▸ WORK INSTRUCTION
Lines from the beginning of the entries up to and including the one with "SOFTWARE IS PROVIDED" must be duplicated word for word; leave out all others.

*** PROVIDED DATA ***

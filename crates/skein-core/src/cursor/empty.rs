// Copyright (c) 2025 Felix Kahle.
//
// Permission is hereby granted, free of charge, to any person obtaining
// a copy of this software and associated documentation files (the
// "Software"), to deal in the Software without restriction, including
// without limitation the rights to use, copy, modify, merge, publish,
// distribute, sublicense, and/or sell copies of the Software, and to
// permit persons to whom the Software is furnished to do so, subject to
// the following conditions:
//
// The above copyright notice and this permission notice shall be
// included in all copies or substantial portions of the Software.
//
// THE SOFTWARE IS PROVIDED "AS IS", WITHOUT WARRANTY OF ANY KIND,
// EXPRESS OR IMPLIED, INCLUDING BUT NOT LIMITED TO THE WARRANTIES OF
// MERCHANTABILITY, FITNESS FOR A PARTICULAR PURPOSE AND
// NONINFRINGEMENT. IN NO EVENT SHALL THE AUTHORS OR COPYRIGHT HOLDERS BE
// LIABLE FOR ANY CLAIM, DAMAGES OR OTHER LIABILITY, WHETHER IN AN ACTION
// OF CONTRACT, TORT OR OTHERWISE, ARISING FROM, OUT OF OR IN CONNECTION
// WITH THE SOFTWARE OR THE USE OR OTHER DEALINGS IN THE SOFTWARE.

use super::Cursor;
use crate::error::CursorError;

/// A cursor over no items.
///
/// [`has_next`](Cursor::has_next) is always `false` and
/// [`next`](Cursor::next) always fails with [`CursorError::Exhausted`].
/// This is the stand-in for "no data" across the crate.
///
/// # Examples
///
/// ```rust
/// # use skein_core::cursor::{Cursor, EmptyCursor};
/// let mut c = EmptyCursor::<String>::new();
/// assert!(!c.has_next());
/// assert_eq!(c.render(), "[]");
/// ```
pub struct EmptyCursor<T> {
    _marker: std::marker::PhantomData<fn() -> T>,
}

impl<T> EmptyCursor<T> {
    /// Creates a new `EmptyCursor`.
    #[inline(always)]
    pub const fn new() -> Self {
        Self {
            _marker: std::marker::PhantomData,
        }
    }
}

impl<T> Default for EmptyCursor<T> {
    #[inline(always)]
    fn default() -> Self {
        Self::new()
    }
}

impl<T> Clone for EmptyCursor<T> {
    #[inline(always)]
    fn clone(&self) -> Self {
        *self
    }
}

impl<T> Copy for EmptyCursor<T> {}

impl<T> std::fmt::Debug for EmptyCursor<T> {
    fn fmt(&self, f: &mut std::fmt::Formatter<'_>) -> std::fmt::Result {
        write!(f, "EmptyCursor")
    }
}

impl<T> Cursor for EmptyCursor<T> {
    type Item = T;

    #[inline(always)]
    fn has_next(&mut self) -> bool {
        false
    }

    #[inline(always)]
    fn next(&mut self) -> Result<T, CursorError> {
        Err(CursorError::Exhausted)
    }
}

*** End of PROVIDED DATA ***

▸ REPLY TO THE TASK
filename crates/skein-core/src/cursor/empty.rs
// Copyright (c) 2025 Felix Kahle.
//
// Permission is hereby granted, free of charge, to any person obtaining
// a copy of this software and associated documentation files (the
// "Software"), to deal in the Software without restriction, including
// without limitation the rights to use, copy, modify, merge, publish,
// distribute, sublicense, and/or sell copies of the Software, and to
// permit persons to whom the Software is furnished to do so, subject to
// the following conditions:
//
// The above copyright notice and this permission notice shall be
// included in all copies or substantial portions of the Software.
//
// THE SOFTWARE IS PROVIDED "AS IS", WITHOUT WARRANTY OF ANY KIND,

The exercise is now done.